Create Dynamo Database

In [15]:
dynamo_client = boto3.client('dynamodb','us-east-1')

response = dynamo_client.create_table(
    TableName = table_name,
    AttributeDefinitions = attributes,
    KeySchema = key_schema,
    ProvisionedThroughput = provisioned_throughput,
    GlobalSecondaryIndexes = [
        {
            'IndexName' : 'idx1',
            'KeySchema' : [
                {
                    'AttributeName' : 'filetype',
                    'KeyType' : 'HASH'
                }
            ],
            'Projection' : {'ProjectionType' : 'ALL'},
            'ProvisionedThroughput' : {
                'ReadCapacityUnits' : 5,
                'WriteCapacityUnits' : 5
            }
        }
    ]
)

Upload Media function

In [16]:
from pathlib import Path

def upload_to_s3(local_path, bucket_name):
    key = Path(local_path).name
    s3_client.upload_file(Filename=local_path,Bucket=bucket_name,Key=key)

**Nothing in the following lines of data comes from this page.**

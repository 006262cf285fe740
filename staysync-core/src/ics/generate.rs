//! Feed generation: publish a property's reservations as an iCal feed that
//! booking platforms can import back.

use chrono::NaiveDate;
use icalendar::{Calendar, Component, Property as IcsProperty, ValueType};

use crate::property::Property;
use crate::reservation::Reservation;

const EXPORT_SUMMARY: &str = "Reserved";

/// Generate a VCALENDAR with one all-day VEVENT per non-cancelled reservation
/// of `property`.
pub fn export_reservations(property: &Property, reservations: &[Reservation]) -> String {
    let mut cal = Calendar::new();
    cal.name(property.display_name());

    for reservation in reservations
        .iter()
        .filter(|r| r.property_id == property.id && !r.is_cancelled())
    {
        let mut ics_event = icalendar::Event::new();
        ics_event.uid(&export_uid(reservation));
        ics_event.summary(EXPORT_SUMMARY);
        add_date_property(&mut ics_event, "DTSTART", reservation.start_date);
        add_date_property(&mut ics_event, "DTEND", reservation.end_date);

        if let Some(ref source) = reservation.booking_source {
            ics_event.description(&format!("Source: {source}"));
        }

        cal.push(ics_event.done());
    }

    let cal = cal.done();
    strip_ics_bloat(&cal.to_string())
}

/// Reservations imported from a feed keep the feed's UID so the platform
/// recognizes its own events.
fn export_uid(reservation: &Reservation) -> String {
    reservation
        .calendar_event_uid
        .clone()
        .unwrap_or_else(|| format!("reservation-{}@staysync", reservation.id))
}

/// Suggested file name for an exported feed, e.g. `sea-view.ics`.
pub fn export_filename(property: &Property) -> String {
    let slug = slug::slugify(property.display_name());
    if slug.is_empty() {
        format!("property-{}.ics", property.id)
    } else {
        format!("{slug}.ics")
    }
}

fn add_date_property(ics_event: &mut icalendar::Event, name: &str, date: NaiveDate) {
    let mut prop = IcsProperty::new(name, date.format("%Y%m%d").to_string());
    prop.append_parameter(ValueType::Date);
    ics_event.append_property(prop);
}

/// Replace the icalendar crate's PRODID and drop CALSCALE:GREGORIAN (the default).
fn strip_ics_bloat(ics: &str) -> String {
    let mut result = String::with_capacity(ics.len());

    for line in ics.lines() {
        if line.starts_with("PRODID:") {
            result.push_str("PRODID:-//staysync//reservations//EN\r\n");
            continue;
        }
        if line == "CALSCALE:GREGORIAN" {
            continue;
        }
        result.push_str(line);
        result.push_str("\r\n");
    }

    result
}

#[cfg(test)]
mod tests {
    use super::*;
    use crate::event::DEFAULT_RESERVATION_KEYWORDS;
    use crate::ics::parse_feed;
    use crate::reservation::ReservationStatus;

    fn reservation(id: &str, start: (u32, u32), end: (u32, u32), uid: Option<&str>, status: ReservationStatus) -> Reservation {
        Reservation {
            id: id.into(),
            property_id: "p1".into(),
            start_date: NaiveDate::from_ymd_opt(2025, start.0, start.1).unwrap(),
            end_date: NaiveDate::from_ymd_opt(2025, end.0, end.1).unwrap(),
            status,
            calendar_event_uid: uid.map(str::to_string),
            booking_source: Some("booking".into()),
            created_by_user_id: None,
        }
    }

    #[test]
    fn test_exported_feed_reimports_as_reservations() {
        let property = Property::new("p1", Some("Sea View"));
        let reservations = vec![
            reservation("1", (7, 10), (7, 12), Some("abc123"), ReservationStatus::Draft),
            reservation("2", (8, 1), (8, 4), None, ReservationStatus::Confirmed),
            reservation("3", (9, 1), (9, 4), None, ReservationStatus::Cancelled),
        ];

        let ics = export_reservations(&property, &reservations);
        assert!(ics.contains("PRODID:-//staysync//reservations//EN"));
        assert!(!ics.contains("CALSCALE:GREGORIAN"));

        let events = parse_feed(&ics);
        assert_eq!(events.len(), 2);
        assert!(events.iter().all(|e| e.is_reservation(DEFAULT_RESERVATION_KEYWORDS)));

        let first = events.iter().find(|e| e.uid.as_deref() == Some("abc123")).unwrap();
        assert_eq!(first.start.as_deref(), Some("20250710"));
        assert_eq!(first.end.as_deref(), Some("20250712"));

        assert!(events.iter().any(|e| e.uid.as_deref() == Some("reservation-2@staysync")));
    }

    #[test]
    fn test_other_properties_are_not_exported() {
        let property = Property::new("p2", None);
        let reservations = vec![reservation("1", (7, 10), (7, 12), None, ReservationStatus::Draft)];

        let ics = export_reservations(&property, &reservations);
        assert!(parse_feed(&ics).is_empty());
    }

    #[test]
    fn test_export_filename() {
        assert_eq!(export_filename(&Property::new("p1", Some("Sea View Loft #2"))), "sea-view-loft-2.ics");
        assert_eq!(export_filename(&Property::new("p9", Some("!!!"))), "property-p9.ics");
    }
}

    return f"{bucket_name}/{key}"

In [19]:
dynamodb = boto3.client('dynamodb','us-east-1')

### Extract metadata from the file ###
def extract_metadata(event):
    bucket = event['Records'][0]['s3']['bucket']['name']
    key = event['Records'][0]['s3']['object']['key']
    size = event['Records'][0]['s3']['object']['size']
    file_type = Path(key).suffix[1:]
    if not file_type:
        file_type = "None"
    return bucket, key, file_type, size

### Add metadata to database. Use file identifier as id ###
def add_to_database(bucket, key, file_type, size):
    id = f"{bucket}/{key}"
    response = dynamodb.put_item(
        TableName='MediaMetadata',  # Change to your table
        Item={
            'id': {'S': id},
            'filetype': {'S': file_type},
            'size': {'N': str(size)}
        }
    )
    print(f"Data added to DynamoDB: {response}")

### Lambda handler routine ###
def lambda_handler(event, context):
    # Extract bucket and file key from S3 Event
    bucket, key, file_type, size = extract_metadata(event)
    print(file_type, size / 1024)
    add_to_database(bucket, key, file_type, size / 1024)

In [22]:
import json 

iam_client = boto3.client('iam', region_name="us-east-1")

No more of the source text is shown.